Collected data entries:
- - - - -

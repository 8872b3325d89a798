// SPDX-License-Identifier: MIT
// Copyright (c) 2026 ADNT Sarl <info@adnt.io>

use std::env;
use std::fs;
use std::path::PathBuf;
use std::process::Command;

fn main() {
    let out_dir = PathBuf::from(env::var("OUT_DIR").unwrap());
    let manifest_dir = PathBuf::from(env::var("CARGO_MANIFEST_DIR").unwrap());

    let memory_x = fs::read_to_string(manifest_dir.join("memory.x")).expect("read memory.x");
    fs::write(out_dir.join("memory.x"), memory_x).expect("write memory.x");

    println!("cargo:rustc-link-search={}", out_dir.display());
    println!("cargo:rustc-link-arg=-Tlink.x");
    println!("cargo:rustc-link-arg=-Tdefmt.x");
    println!("cargo:rerun-if-changed=memory.x");
    println!("cargo:rerun-if-changed=build.rs");

    // Commit identity for the SoftwareBuild broadcast: 14 hex digits (7
    // bytes) plus a dirty-tree flag. Falls back to zeros outside a checkout.
    let commit = git(&["rev-parse", "--short=14", "HEAD"]).unwrap_or_default();
    let commit = if commit.len() == 14 && commit.bytes().all(|b| b.is_ascii_hexdigit()) {
        commit
    } else {
        "00000000000000".to_string()
    };
    let dirty = git(&["status", "--porcelain"]).map_or(false, |s| !s.is_empty());

    println!("cargo:rustc-env=GIT_COMMIT_HASH={commit}");
    println!("cargo:rustc-env=GIT_TREE_DIRTY={}", if dirty { "1" } else { "0" });
}

fn git(args: &[&str]) -> Option<String> {
    let out = Command::new("git").args(args).output().ok()?;
    if !out.status.success() {
        return None;
    }
    Some(String::from_utf8(out.stdout).ok()?.trim().to_string())
}
// SPDX-License-Identifier: MIT
// Copyright (c) 2026 ADNT Sarl <info@adnt.io>

//! Shared protocol types for bootloader <-> host communication.
//!
//! One module holds everything both sides of the CAN link agree on: the
//! memory-layout constants, the handshake register set, the acknowledgement
//! taxonomies and the decoded message types. The byte-level frame layout
//! lives in [`crate::wire`].

pub use crate::reset::EntryReason;

// --- Flash layout constants (STM32F105RC defaults) ---

pub const FLASH_BASE: u32 = 0x0800_0000;
pub const PAGE_SIZE: u32 = 2 * 1024;

pub const BOOTLOADER_FLASH_START: u32 = 0x0800_0000;
pub const BOOTLOADER_FLASH_END: u32 = 0x0800_4000;

/// One page, isolated so invalidation never touches firmware.
pub const JUMP_TABLE_START: u32 = 0x0800_4000;
pub const JUMP_TABLE_END: u32 = JUMP_TABLE_START + PAGE_SIZE;

pub const AVAILABLE_FLASH_START: u32 = 0x0800_4800;
pub const AVAILABLE_FLASH_END: u32 = 0x0804_0000;

pub const RAM_START: u32 = 0x2000_0000;
pub const RAM_END: u32 = 0x2001_0000;

/// Upper bound on erasable pages in AvailableFlash. Must be a power of two
/// (index-set capacity) and is checked against the real page count at compile
/// time in `memory.rs`.
pub const MAX_AVAILABLE_PAGES: usize = 128;

// --- Protocol timing ---

/// Unsolicited status broadcast period.
pub const BEACON_PERIOD_MS: u32 = 500;
/// SoftwareBuild broadcast: at most once per 10 seconds.
pub const SOFTWARE_BUILD_PERIOD_MS: u32 = 10_000;
/// SerialOutput frames: at most once per 40 ms.
pub const SERIAL_OUTPUT_PERIOD_MS: u32 = 40;
/// Inactivity in a mid-transaction state before CommunicationStalled.
pub const STALL_TIMEOUT_MS: u32 = 10_000;
/// How long the startup CAN check listens for an entry request.
pub const CAN_CHECK_WINDOW_MS: u32 = 500;

// --- Entry request arming sequence ---

pub const ENTRY_SEQ_ARM: u8 = 0x55;
pub const ENTRY_SEQ_CONFIRM: u8 = 0xAA;

/// Bus address of one ECU.
pub type UnitId = u8;

// --- Handshake registers ---

/// Register ids exchanged during the handshake phase. Wire codes are fixed;
/// both mapping directions are exhaustive matches so an added register cannot
/// silently go unmapped.
#[derive(Clone, Copy, Debug, PartialEq, Eq)]
#[cfg_attr(feature = "defmt", derive(defmt::Format))]
pub enum Register {
    TransactionMagic,
    EntryPoint,
    InterruptVector,
    PhysicalBlockSize,
    PhysicalBlockCount,
    AvailableFlashStart,
    EraseCount,
    PhysicalBlockToErase,
    LogicalBlockCount,
    LogicalBlockStart,
    LogicalBlockSize,
    FirmwareSize,
    FirmwareChecksum,
    FirmwareVersion,
    Command,
}

impl Register {
    pub fn to_wire(self) -> u8 {
        match self {
            Register::TransactionMagic => 0x01,
            Register::EntryPoint => 0x02,
            Register::InterruptVector => 0x03,
            Register::PhysicalBlockSize => 0x04,
            Register::PhysicalBlockCount => 0x05,
            Register::AvailableFlashStart => 0x06,
            Register::EraseCount => 0x07,
            Register::PhysicalBlockToErase => 0x08,
            Register::LogicalBlockCount => 0x09,
            Register::LogicalBlockStart => 0x0A,
            Register::LogicalBlockSize => 0x0B,
            Register::FirmwareSize => 0x0C,
            Register::FirmwareChecksum => 0x0D,
            Register::FirmwareVersion => 0x0E,
            Register::Command => 0x0F,
        }
    }

    pub fn from_wire(code: u8) -> Option<Self> {
        Some(match code {
            0x01 => Register::TransactionMagic,
            0x02 => Register::EntryPoint,
            0x03 => Register::InterruptVector,
            0x04 => Register::PhysicalBlockSize,
            0x05 => Register::PhysicalBlockCount,
            0x06 => Register::AvailableFlashStart,
            0x07 => Register::EraseCount,
            0x08 => Register::PhysicalBlockToErase,
            0x09 => Register::LogicalBlockCount,
            0x0A => Register::LogicalBlockStart,
            0x0B => Register::LogicalBlockSize,
            0x0C => Register::FirmwareSize,
            0x0D => Register::FirmwareChecksum,
            0x0E => Register::FirmwareVersion,
            0x0F => Register::Command,
            _ => return None,
        })
    }

    /// Registers the host may only read (value returned in the ack).
    pub fn is_read_only(self) -> bool {
        matches!(
            self,
            Register::PhysicalBlockSize
                | Register::PhysicalBlockCount
                | Register::AvailableFlashStart
        )
    }
}

/// Control actions written to [`Register::Command`].
#[derive(Clone, Copy, Debug, PartialEq, Eq)]
#[cfg_attr(feature = "defmt", derive(defmt::Format))]
pub enum ControlCommand {
    RequestBlockInfo,
    BeginMemoryMap,
    BeginDownload,
    FinishDownload,
    CommitFirmware,
    AbortTransaction,
}

impl ControlCommand {
    pub fn to_wire(self) -> u32 {
        match self {
            ControlCommand::RequestBlockInfo => 1,
            ControlCommand::BeginMemoryMap => 2,
            ControlCommand::BeginDownload => 3,
            ControlCommand::FinishDownload => 4,
            ControlCommand::CommitFirmware => 5,
            ControlCommand::AbortTransaction => 6,
        }
    }

    pub fn from_wire(value: u32) -> Option<Self> {
        Some(match value {
            1 => ControlCommand::RequestBlockInfo,
            2 => ControlCommand::BeginMemoryMap,
            3 => ControlCommand::BeginDownload,
            4 => ControlCommand::FinishDownload,
            5 => ControlCommand::CommitFirmware,
            6 => ControlCommand::AbortTransaction,
            _ => return None,
        })
    }
}

// --- Acknowledgement taxonomies ---

/// Outcome of a handshake register write/read. The precision is deliberate:
/// the flashing host can retry the one thing that was wrong instead of
/// aborting the whole transaction.
#[derive(Clone, Copy, Debug, PartialEq, Eq)]
#[cfg_attr(feature = "defmt", derive(defmt::Format))]
pub enum HandshakeResponse {
    Accepted,
    UnknownRegister,
    RegisterReadOnly,
    TransactionNotStarted,
    TransactionAlreadyActive,
    MagicOutOfRange,
    WrongState,
    UnknownCommand,
    CommandNotExpected,
    EntryPointMisaligned,
    EntryPointNotInFlash,
    VectorTableMisaligned,
    VectorTableNotInFlash,
    PageAddressNotAligned,
    PageNotInAvailableFlash,
    PageProtected,
    EraseCountTooLarge,
    EraseCountExceeded,
    EraseFailed,
    EraseTimeout,
    LogicalBlockCountTooLarge,
    LogicalBlocksOverlapping,
    LogicalBlockOutOfRange,
    LogicalBlockMisaligned,
    LogicalBlockListIncomplete,
    FirmwareSizeZero,
    FirmwareSizeTooLarge,
    ChecksumMismatch,
    MetadataIncomplete,
    DownloadIncomplete,
    JumpTableWriteFailed,
}

impl HandshakeResponse {
    pub fn to_wire(self) -> u8 {
        match self {
            HandshakeResponse::Accepted => 0,
            HandshakeResponse::UnknownRegister => 1,
            HandshakeResponse::RegisterReadOnly => 2,
            HandshakeResponse::TransactionNotStarted => 3,
            HandshakeResponse::TransactionAlreadyActive => 4,
            HandshakeResponse::MagicOutOfRange => 5,
            HandshakeResponse::WrongState => 6,
            HandshakeResponse::UnknownCommand => 7,
            HandshakeResponse::CommandNotExpected => 8,
            HandshakeResponse::EntryPointMisaligned => 9,
            HandshakeResponse::EntryPointNotInFlash => 10,
            HandshakeResponse::VectorTableMisaligned => 11,
            HandshakeResponse::VectorTableNotInFlash => 12,
            HandshakeResponse::PageAddressNotAligned => 13,
            HandshakeResponse::PageNotInAvailableFlash => 14,
            HandshakeResponse::PageProtected => 15,
            HandshakeResponse::EraseCountTooLarge => 16,
            HandshakeResponse::EraseCountExceeded => 17,
            HandshakeResponse::EraseFailed => 18,
            HandshakeResponse::EraseTimeout => 19,
            HandshakeResponse::LogicalBlockCountTooLarge => 20,
            HandshakeResponse::LogicalBlocksOverlapping => 21,
            HandshakeResponse::LogicalBlockOutOfRange => 22,
            HandshakeResponse::LogicalBlockMisaligned => 23,
            HandshakeResponse::LogicalBlockListIncomplete => 24,
            HandshakeResponse::FirmwareSizeZero => 25,
            HandshakeResponse::FirmwareSizeTooLarge => 26,
            HandshakeResponse::ChecksumMismatch => 27,
            HandshakeResponse::MetadataIncomplete => 28,
            HandshakeResponse::DownloadIncomplete => 29,
            HandshakeResponse::JumpTableWriteFailed => 30,
        }
    }

    pub fn from_wire(code: u8) -> Option<Self> {
        Some(match code {
            0 => HandshakeResponse::Accepted,
            1 => HandshakeResponse::UnknownRegister,
            2 => HandshakeResponse::RegisterReadOnly,
            3 => HandshakeResponse::TransactionNotStarted,
            4 => HandshakeResponse::TransactionAlreadyActive,
            5 => HandshakeResponse::MagicOutOfRange,
            6 => HandshakeResponse::WrongState,
            7 => HandshakeResponse::UnknownCommand,
            8 => HandshakeResponse::CommandNotExpected,
            9 => HandshakeResponse::EntryPointMisaligned,
            10 => HandshakeResponse::EntryPointNotInFlash,
            11 => HandshakeResponse::VectorTableMisaligned,
            12 => HandshakeResponse::VectorTableNotInFlash,
            13 => HandshakeResponse::PageAddressNotAligned,
            14 => HandshakeResponse::PageNotInAvailableFlash,
            15 => HandshakeResponse::PageProtected,
            16 => HandshakeResponse::EraseCountTooLarge,
            17 => HandshakeResponse::EraseCountExceeded,
            18 => HandshakeResponse::EraseFailed,
            19 => HandshakeResponse::EraseTimeout,
            20 => HandshakeResponse::LogicalBlockCountTooLarge,
            21 => HandshakeResponse::LogicalBlocksOverlapping,
            22 => HandshakeResponse::LogicalBlockOutOfRange,
            23 => HandshakeResponse::LogicalBlockMisaligned,
            24 => HandshakeResponse::LogicalBlockListIncomplete,
            25 => HandshakeResponse::FirmwareSizeZero,
            26 => HandshakeResponse::FirmwareSizeTooLarge,
            27 => HandshakeResponse::ChecksumMismatch,
            28 => HandshakeResponse::MetadataIncomplete,
            29 => HandshakeResponse::DownloadIncomplete,
            30 => HandshakeResponse::JumpTableWriteFailed,
            _ => return None,
        })
    }
}

/// Outcome of an attempted flash data write.
///
/// `AlreadyWritten` means the programming unit reported the destination was
/// not blank; flash programming can only clear bits, so this is a recoverable
/// host-side condition, not a hardware fault.
#[derive(Clone, Copy, Debug, PartialEq, Eq)]
#[cfg_attr(feature = "defmt", derive(defmt::Format))]
pub enum WriteStatus {
    Ok,
    NotInErasedMemory,
    MemoryProtected,
    NotInFlash,
    AlreadyWritten,
    Timeout,
}

impl WriteStatus {
    pub fn to_wire(self) -> u8 {
        match self {
            WriteStatus::Ok => 0,
            WriteStatus::NotInErasedMemory => 1,
            WriteStatus::MemoryProtected => 2,
            WriteStatus::NotInFlash => 3,
            WriteStatus::AlreadyWritten => 4,
            WriteStatus::Timeout => 5,
        }
    }

    pub fn from_wire(code: u8) -> Option<Self> {
        Some(match code {
            0 => WriteStatus::Ok,
            1 => WriteStatus::NotInErasedMemory,
            2 => WriteStatus::MemoryProtected,
            3 => WriteStatus::NotInFlash,
            4 => WriteStatus::AlreadyWritten,
            5 => WriteStatus::Timeout,
            _ => return None,
        })
    }
}

/// Protocol-visible phase of the transaction state machine, broadcast in the
/// beacon.
#[derive(Clone, Copy, Debug, PartialEq, Eq)]
#[cfg_attr(feature = "defmt", derive(defmt::Format))]
pub enum BootloaderStatus {
    Ready,
    Initialization,
    TransmittingPhysicalMemoryBlocks,
    ReceivingFirmwareMemoryMap,
    ErasingPhysicalBlocks,
    DownloadingFirmware,
    ReceivingFirmwareMetadata,
    Error,
    CommunicationStalled,
}

impl BootloaderStatus {
    pub fn to_wire(self) -> u8 {
        match self {
            BootloaderStatus::Ready => 0,
            BootloaderStatus::Initialization => 1,
            BootloaderStatus::TransmittingPhysicalMemoryBlocks => 2,
            BootloaderStatus::ReceivingFirmwareMemoryMap => 3,
            BootloaderStatus::ErasingPhysicalBlocks => 4,
            BootloaderStatus::DownloadingFirmware => 5,
            BootloaderStatus::ReceivingFirmwareMetadata => 6,
            BootloaderStatus::Error => 7,
            BootloaderStatus::CommunicationStalled => 8,
        }
    }

    pub fn from_wire(code: u8) -> Option<Self> {
        Some(match code {
            0 => BootloaderStatus::Ready,
            1 => BootloaderStatus::Initialization,
            2 => BootloaderStatus::TransmittingPhysicalMemoryBlocks,
            3 => BootloaderStatus::ReceivingFirmwareMemoryMap,
            4 => BootloaderStatus::ErasingPhysicalBlocks,
            5 => BootloaderStatus::DownloadingFirmware,
            6 => BootloaderStatus::ReceivingFirmwareMetadata,
            7 => BootloaderStatus::Error,
            8 => BootloaderStatus::CommunicationStalled,
            _ => return None,
        })
    }
}

// --- Decoded messages ---

/// A 16- or 32-bit data payload. Words are programmed as two sequential
/// half-word operations, low half first.
#[derive(Clone, Copy, Debug, PartialEq, Eq)]
#[cfg_attr(feature = "defmt", derive(defmt::Format))]
pub enum WritePayload {
    HalfWord(u16),
    Word(u32),
}

impl WritePayload {
    pub fn len(&self) -> u32 {
        match self {
            WritePayload::HalfWord(_) => 2,
            WritePayload::Word(_) => 4,
        }
    }
}

/// Inbound protocol messages, as delivered by the transport adapter.
#[derive(Clone, Copy, Debug, PartialEq, Eq)]
#[cfg_attr(feature = "defmt", derive(defmt::Format))]
pub enum Request {
    Entry { sequence: u8, target: UnitId },
    Handshake { register: Register, value: u32 },
    Data { address: u32, payload: WritePayload },
    Exit,
}

/// Outbound protocol messages.
#[derive(Clone, Debug, PartialEq, Eq)]
pub enum Reply {
    EntryAck {
        target: UnitId,
    },
    HandshakeAck {
        register: Register,
        response: HandshakeResponse,
        value: u32,
    },
    DataAck {
        address: u32,
        status: WriteStatus,
    },
    ExitAck {
        confirmed: bool,
    },
    Beacon {
        status: BootloaderStatus,
        target: UnitId,
        flash_kib: u16,
        reason: EntryReason,
    },
    SoftwareBuild {
        commit: [u8; 7],
        dirty: bool,
    },
    SerialOutput {
        text: heapless::Vec<u8, 8>,
    },
}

- - - - -

§ Problem
An exact copy of the lines from the one with "Outbound protocol messages." through the final line of the entries is the whole answer.

§ Finished exercise
/// Outbound protocol messages.
#[derive(Clone, Debug, PartialEq, Eq)]
pub enum Reply {
    EntryAck {
        target: UnitId,
    },
    HandshakeAck {
        register: Register,
        response: HandshakeResponse,
        value: u32,
    },
    DataAck {
        address: u32,
        status: WriteStatus,
    },
    ExitAck {
        confirmed: bool,
    },
    Beacon {
        status: BootloaderStatus,
        target: UnitId,
        flash_kib: u16,
        reason: EntryReason,
    },
    SoftwareBuild {
        commit: [u8; 7],
        dirty: bool,
    },
    SerialOutput {
        text: heapless::Vec<u8, 8>,
    },
}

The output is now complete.